The media in Croatia are regulated by the Law on Media, the Law on Electronic Media, the Law on Croatian Radio-Television and the Law on the Right to Access Information. The Croatian legislation, including media law, has been harmonized with EU Law in the process of EU accession. The EU's Television Without Frontiers Directive has been transposed in Croatia within the Law on Electronic Media and the Law on Media; the provisions of the 2007 EU Audiovisual Media Services Directive have been included in the 2009 amendments to the Law on Electronic Media, including licenses for specialised media channels and non-for-profit municipal televisions and radio stations.

The Croatian Criminal Code and Civil Code contain provisions about defamation and libel. The burden of proof about libel has been shifted to the prosecutor since 2005. In 2005, four journalists were convicted to suspended prison sentences for libel; prison sentences for libel were then abolished in 2006.


Hate speech in Croatia leads to a maximum five-year prison sentence. Insulting "the Republic of Croatia, its coat of arms, national anthem, or flag" is also punishable with up to three years in prison.

In 2013 the Croatian parliament passed an amendment criminalizing "vilification", intended as systematic and deliberate defamation of a person, institution or legal entity. This was seen as worrying by media professionals, and later confirmed when an investigative reporter was fined in 2014. As IREX notes, "a journalist can be prosecuted even if reporting only verified facts if the judge thinks that the published facts are not 'in the public interest'". OSCE Media Freedom Representative Dunja Mijatovic characterized the Croatian legal definitions of "insult" and "shaming" as "vague, open to individual interpretation and, thus, prone to arbitrary application", calling for decriminalisation by stating that "Free speech should not be subject to criminal charges of any kind".

Access to information in Croatia is a well-defined right, though limited by proportionality and public interest tests. An independent information commissioner monitors its compliance.
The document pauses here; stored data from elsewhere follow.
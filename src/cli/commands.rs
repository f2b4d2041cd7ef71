// ============================================================
// Layer 1 — CLI Commands and Arguments
// ============================================================
// Defines the two subcommands, `train` and `eval`, and all
// their configurable flags.
//
// Reference: Rust Book §12 (Building a CLI Program)

use clap::{Args, Subcommand, ValueEnum};

use crate::application::{eval_use_case::EvalConfig, train_use_case::TrainConfig};
use crate::data::windowing::Objective;

#[derive(Subcommand, Debug)]
pub enum Commands {
    /// Train word vectors on a directory of .txt books
    Train(TrainArgs),

    /// Score saved word vectors on an analogy file
    Eval(EvalArgs),
}

/// Learning objective as spelled on the command line
#[derive(ValueEnum, Clone, Copy, Debug)]
pub enum ObjectiveArg {
    Cbow,
    SkipGram,
}

impl From<ObjectiveArg> for Objective {
    fn from(o: ObjectiveArg) -> Self {
        match o {
            ObjectiveArg::Cbow     => Objective::Cbow,
            ObjectiveArg::SkipGram => Objective::SkipGram,
        }
    }
}

#[derive(Args, Debug)]
pub struct TrainArgs {
    /// Where the vocabulary, checkpoints, metrics and vectors go
    #[arg(long, default_value = "output")]
    pub outputs_dir: String,

    /// Directory of .txt books to train on
    #[arg(long, default_value = "books")]
    pub data_dir: String,

    /// Vocabulary size including the four special tokens
    #[arg(long, default_value_t = 3000)]
    pub vocab_size: usize,

    #[arg(long, default_value_t = 32)]
    pub batch_size: usize,

    /// Train on the CPU (NdArray) instead of the GPU (WGPU)
    #[arg(long)]
    pub force_cpu: bool,

    /// Continue from the newest checkpoint in outputs_dir
    #[arg(long)]
    pub resume: bool,

    /// Analogy JSON to evaluate on after training
    #[arg(long)]
    pub analogies_fn: Option<String>,

    /// File name of the exported vectors, inside outputs_dir
    #[arg(long, default_value = "learned_word_vectors.txt")]
    pub word_vector_fn: String,

    #[arg(long, default_value_t = 30)]
    pub num_epochs: usize,

    /// Validate on epoch 1 and then every N epochs
    #[arg(long, default_value_t = 5)]
    pub val_every: usize,

    /// Checkpoint the model every N epochs
    #[arg(long, default_value_t = 5)]
    pub save_every: usize,

    /// Number of context words around the centre; must be even
    #[arg(long, default_value_t = 2)]
    pub context_window_len: usize,

    #[arg(long, default_value_t = 100)]
    pub embedding_dim: usize,

    #[arg(long, default_value_t = 1e-3)]
    pub lr: f64,

    #[arg(long, value_enum, default_value_t = ObjectiveArg::Cbow)]
    pub objective: ObjectiveArg,

    /// Take at most N sentences from each book
    #[arg(long)]
    pub max_per_book: Option<usize>,

    /// Seed for a reproducible train/validation split and shuffle
    #[arg(long)]
    pub seed: Option<u64>,
}

/// Convert CLI TrainArgs into the application-layer TrainConfig.
/// The application layer never sees clap types.
impl From<TrainArgs> for TrainConfig {
    fn from(a: TrainArgs) -> Self {
        TrainConfig {
            data_dir:           a.data_dir,
            outputs_dir:        a.outputs_dir,
            word_vector_fn:     a.word_vector_fn,
            analogies_fn:       a.analogies_fn,
            vocab_size:         a.vocab_size,
            batch_size:         a.batch_size,
            num_epochs:         a.num_epochs,
            val_every:          a.val_every,
            save_every:         a.save_every,
            context_window_len: a.context_window_len,
            embedding_dim:      a.embedding_dim,
            lr:                 a.lr,
            objective:          a.objective.into(),
            force_cpu:          a.force_cpu,
            resume:             a.resume,
            max_per_book:       a.max_per_book,
            seed:               a.seed,
        }
    }
}

#[derive(Args, Debug)]
pub struct EvalArgs {
    /// Analogy JSON to score the vectors on
    #[arg(long)]
    pub analogies_fn: String,

    /// Directory the `train` run wrote to
    #[arg(long, default_value = "output")]
    pub outputs_dir: String,

    #[arg(long, default_value = "learned_word_vectors.txt")]
    pub word_vector_fn: String,
}

impl From<EvalArgs> for EvalConfig {
    fn from(a: EvalArgs) -> Self {
        EvalConfig {
            outputs_dir:    a.outputs_dir,
            word_vector_fn: a.word_vector_fn,
            analogies_fn:   a.analogies_fn,
        }
    }
}

#[cfg(test)]
mod tests {
    use super::*;
    use crate::cli::Cli;
    use clap::Parser;

    #[test]
    fn test_train_defaults() {
        let cli = Cli::try_parse_from(["book2vec", "train"]).unwrap();
        let Commands::Train(args) = cli.command else { panic!("expected train") };
        let cfg: TrainConfig = args.into();
        assert_eq!(cfg.vocab_size, 3000);
        assert_eq!(cfg.context_window_len, 2);
        assert_eq!(cfg.objective, Objective::Cbow);
        assert_eq!(cfg.outputs_dir, "output");
        assert!(cfg.analogies_fn.is_none());
    }

    #[test]
    fn test_skip_gram_flag() {
        let cli = Cli::try_parse_from([
            "book2vec", "train", "--objective", "skip-gram", "--force-cpu", "--seed", "9",
        ]).unwrap();
        let Commands::Train(args) = cli.command else { panic!("expected train") };
        let cfg: TrainConfig = args.into();
        assert_eq!(cfg.objective, Objective::SkipGram);
        assert!(cfg.force_cpu);
        assert_eq!(cfg.seed, Some(9));
    }

    #[test]
    fn test_eval_requires_analogies() {
        assert!(Cli::try_parse_from(["book2vec", "eval"]).is_err());
        assert!(Cli::try_parse_from(["book2vec", "eval", "--analogies-fn", "a.json"]).is_ok());
    }
}
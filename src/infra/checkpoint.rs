// ============================================================
// Layer 6 — Checkpoint Manager
// ============================================================
// Saves and restores model weights using Burn's CompactRecorder.
//
// File layout inside the outputs directory:
//   model_epoch_5.mpk.gz    ← weights after epoch 5
//   model_epoch_10.mpk.gz
//   ...
//   latest_epoch.json       ← number of the newest checkpoint
//   train_config.json       ← hyperparameters of the run
//
// The config is saved separately because the model has to be
// rebuilt with the same n_vocab / n_embedding before a record
// can be loaded into it.
//
// Reference: Burn Book §5 (Records and Checkpointing)

use anyhow::{bail, Context, Result};
use std::{fs, path::PathBuf};
use burn::{
    prelude::*,
    record::{HalfPrecisionSettings, NamedMpkGzFileRecorder, Recorder},
};

// burn >= 0.17 redefined `CompactRecorder` without gzip; keep the
// gzipped half-precision recorder it used to alias.
type CompactRecorder = NamedMpkGzFileRecorder<HalfPrecisionSettings>;

use crate::application::train_use_case::TrainConfig;
use crate::ml::model::Word2VecModel;

const CONFIG_FILE: &str = "train_config.json";
const LATEST_FILE: &str = "latest_epoch.json";

pub struct CheckpointManager {
    dir: PathBuf,
}

impl CheckpointManager {
    /// Create a new CheckpointManager, creating the directory if needed.
    pub fn new(dir: impl Into<PathBuf>) -> Result<Self> {
        let dir = dir.into();
        fs::create_dir_all(&dir)
            .with_context(|| format!("Cannot create '{}'", dir.display()))?;
        Ok(Self { dir })
    }

    /// Write `{dir}/model_epoch_{epoch}.mpk.gz` and point
    /// latest_epoch.json at it.
    pub fn save_model<B: Backend>(
        &self,
        model: &Word2VecModel<B>,
        epoch: usize,
    ) -> Result<()> {
        // The recorder appends the extension itself
        let path = self.dir.join(format!("model_epoch_{epoch}"));

        CompactRecorder::new()
            .record(model.clone().into_record(), path.clone())
            .with_context(|| {
                format!("Failed to save checkpoint to '{}'", path.display())
            })?;

        let latest_path = self.dir.join(LATEST_FILE);
        fs::write(&latest_path, serde_json::to_string(&epoch)?)
            .with_context(|| format!("Failed to write {LATEST_FILE}"))?;

        tracing::info!("saving model to '{}.mpk.gz'", path.display());
        Ok(())
    }

    /// Load the newest checkpoint into `model`, which must have been
    /// built with the same architecture.
    pub fn load_model<B: Backend>(
        &self,
        model:  Word2VecModel<B>,
        device: &B::Device,
    ) -> Result<Word2VecModel<B>> {
        let epoch = self.latest_epoch()?;
        let path  = self.dir.join(format!("model_epoch_{epoch}"));

        tracing::info!("Loading checkpoint from epoch {}", epoch);

        let record = CompactRecorder::new()
            .load(path.clone(), device)
            .with_context(|| {
                format!("Cannot load checkpoint '{}'", path.display())
            })?;

        let model = model.load_record(record);

        // A record from another architecture loads without complaint,
        // so compare the restored weights with the model's own sizes.
        let embedding = model.embedding_layer.weight.val().dims();
        let output    = model.output_layer.weight.val().dims();
        if embedding != [model.n_vocab, model.n_embedding]
            || output != [model.n_embedding, model.n_vocab]
        {
            bail!(
                "checkpoint '{}' holds a {:?} embedding, but the model expects [{}, {}]",
                path.display(),
                embedding,
                model.n_vocab,
                model.n_embedding
            );
        }
        Ok(model)
    }

    pub fn save_config(&self, cfg: &TrainConfig) -> Result<()> {
        let path = self.dir.join(CONFIG_FILE);
        let json = serde_json::to_string_pretty(cfg)?;

        fs::write(&path, json)
            .with_context(|| format!("Cannot write config to '{}'", path.display()))?;

        tracing::debug!("Saved training config to '{}'", path.display());
        Ok(())
    }

    /// The config of the run that produced this directory, if any.
    pub fn load_config(&self) -> Result<Option<TrainConfig>> {
        let path = self.dir.join(CONFIG_FILE);
        if !path.exists() {
            return Ok(None);
        }

        let json = fs::read_to_string(&path)
            .with_context(|| format!("Cannot read config from '{}'", path.display()))?;
        Ok(Some(serde_json::from_str(&json)?))
    }

    fn latest_epoch(&self) -> Result<usize> {
        let path = self.dir.join(LATEST_FILE);
        let s = fs::read_to_string(&path)
            .with_context(|| format!("Cannot find '{LATEST_FILE}'. No checkpoint has been saved yet"))?;
        Ok(serde_json::from_str::<usize>(&s)?)
    }
}
// ============================================================
// Layer 4 — Sentence Encoder
// ============================================================
// Turns cleaned sentences into fixed-length id sequences:
//
//   "the sea rolled"  →  [<start>, the, sea, rolled, <end>, <pad>, ...]
//
// The fixed length (seq_len) comes from suggested_padding_len():
// the mean padded sentence length plus two standard deviations.
// That fits the large majority of sentences whole. The rare long
// ones are cut off, and <end> always takes the last slot.

use anyhow::{anyhow, Result};
use tokenizers::Tokenizer;

use crate::domain::sentence::{EncodedSentence, END_ID, PAD_ID, START_ID, UNK_ID};

/// Padded length covering most sentences: `mean + 2 * std`, rounded,
/// where each sentence's padded length is its word count plus the
/// <start> and <end> markers.
pub fn suggested_padding_len(sentences: &[String]) -> usize {
    if sentences.is_empty() {
        return 2;
    }

    let lens: Vec<f64> = sentences
        .iter()
        .map(|s| (s.split_whitespace().count() + 2) as f64)
        .collect();

    let n    = lens.len() as f64;
    let mean = lens.iter().sum::<f64>() / n;
    let var  = lens.iter().map(|l| (l - mean).powi(2)).sum::<f64>() / n;

    (mean + 2.0 * var.sqrt() + 0.5) as usize
}

/// Encode every sentence to exactly `seq_len` ids.
pub fn encode_sentences(
    sentences: &[String],
    tokenizer: &Tokenizer,
    seq_len:   usize,
) -> Result<Vec<EncodedSentence>> {
    if seq_len < 2 {
        return Err(anyhow!("seq_len must leave room for <start> and <end>, got {seq_len}"));
    }

    let mut encoded     = Vec::with_capacity(sentences.len());
    let mut n_unks      = 0usize;
    let mut n_tokens    = 0usize;
    let mut n_cut_off   = 0usize;

    for sentence in sentences {
        let enc = tokenizer
            .encode(sentence.as_str(), false)
            .map_err(|e| anyhow!("Tokenisation error: {e}"))?;

        let mut ids = vec![PAD_ID; seq_len];
        ids[0] = START_ID;

        let mut pos = 1usize;
        for &id in enc.get_ids() {
            if pos == seq_len - 1 {
                n_cut_off += 1;
                break;
            }
            ids[pos] = id;
            pos += 1;
        }
        ids[pos] = END_ID;

        let sentence = EncodedSentence::new(ids, pos);
        n_tokens += sentence.words().len();
        n_unks   += sentence.words().iter().filter(|&&id| id == UNK_ID).count();
        encoded.push(sentence);
    }

    tracing::info!(
        "had to represent {}/{} ({:.4}) tokens as unk",
        n_unks,
        n_tokens,
        n_unks as f64 / n_tokens.max(1) as f64
    );
    tracing::info!("cut off {} instances at len {} before true ending", n_cut_off, seq_len);
    tracing::info!("encoded {} instances", encoded.len());

    Ok(encoded)
}
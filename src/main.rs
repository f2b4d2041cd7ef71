#![recursion_limit = "256"]

mod cli;
mod application;
mod domain;
mod data;
mod ml;
mod infra;

use anyhow::Result;
use cli::Cli;
use clap::Parser;

fn main() -> Result<()> {
    tracing_subscriber::fmt()
        .with_env_filter(
            tracing_subscriber::EnvFilter::from_default_env()
                .add_directive("book2vec=info".parse()?),
        )
        .init();

    let cli = Cli::parse();
    cli.run()
}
There have been concerns about the mindset of the administration tending to reduce the public to a passive recipient of information. Journalists also lack training and resources to access information: only 7% of Croatian journalists ever asked for access to official documents. The right to obtain corrections for all those whose rights or interests have been violated by information is enshrined in the Media Law; liability is upon editors-in-chief. In case of lack of correction, civil proceedings can be started. Media ownership information disclosure is mandatory in Croatia. Yet, nominal ownership often does not equate to control: in Croatia's dire economic situation, several publishing groups are on lifelines extended by few major banks, often foreign ones. Information of basic vital financial data is not yet publicly available.

Media concentration is prevented by the Media Law, establishing a 40% ceiling for ownership of general information dailies or weeklies. Cross-ownership of national electronic media is allowed by the Law on Electronic Media, if it does not trespass a 25% threshold at every territorial (region, county, city) level. Holders of national broadcasting licenses are prevented from owning newspapers with a daily circulation of above 3,000 copies, or more than 10% shares of a news agency, and vice versa. Radio and television licenses are mutually exclusive. Holders of national and regional licences are forbidden from owning more than 30% share in similar media or local dailies in the broadcasting area.

License requirements for the media are deemed minimal, since they apply only to broadcast media making use of a limited public good (radio frequencies). Other media only need to register and declare their ownership structure.

Minority-language media receive subsidies through the Fund for Media Pluralisation (3% of HRT subscription fee). The Italian-language daily La Voce del Popolo has a 70-years history, while Serbian-minority weekly Novosti has a reach that goes well beyond its community.

Despite the good provisions enshrined in the reformed legal framework which built upon existing obligations, the lack of consultation that led to the amendments to the Media Act and the Electronic Media Act resulted in a series of shortcomings especially with regard to monitoring and enforcement of the laws. For instance, in practice, media companies in Croatia do not always comply with their obligation to publish information on indirect ownership and the law doesn't foresee a mechanism for monitoring, checking compliance and apply sanctions. Indeed, the Media act does not provide for effective mechanism enabling the Croatian Chamber of Economy to check that the information received are updated and correct. Given the scarcity of resources assigned to it, the Chamber has to rely on the assistance of other authorities such as the Croatian Competition Agency and the Company Register. Another critical point of the Croatian system regulating transparency of media ownership is that it does not guarantee the full disclosure of information on individuals holding shares of a media company. Indeed, often the name of a company is not enough for providing information on the individuals behind it. For example, on the basis of the information provided under the law regulating transparency of media ownership the media companies Europa digital d.o.o., Slobodna Dalmacija, EPH Media and Gloria Groupa apparently don't have anything in common, but they are all subsidiary companies within the EPH group, owned by WAZ and the businessman Ninoslav Pavić. Additionally, in practice, media outlets do not always disclose information on indirect ownership as required by the law. For example, the only shareholder listed for the media company Vecernji list d.d., which issues the daily paper Vecernji list is Styria Media International AG from Graz. Other relevant ownership information are not disclosed, for instance information regarding the important shareholders of Styra Media International AG or whether that company holds some shares for another person or a company. Furthermore, the publication of data in the Official Gazette is not monitored and since there is not a special issue of the Official Gazette listing the updates occurred during the year the search is complex and time-consuming.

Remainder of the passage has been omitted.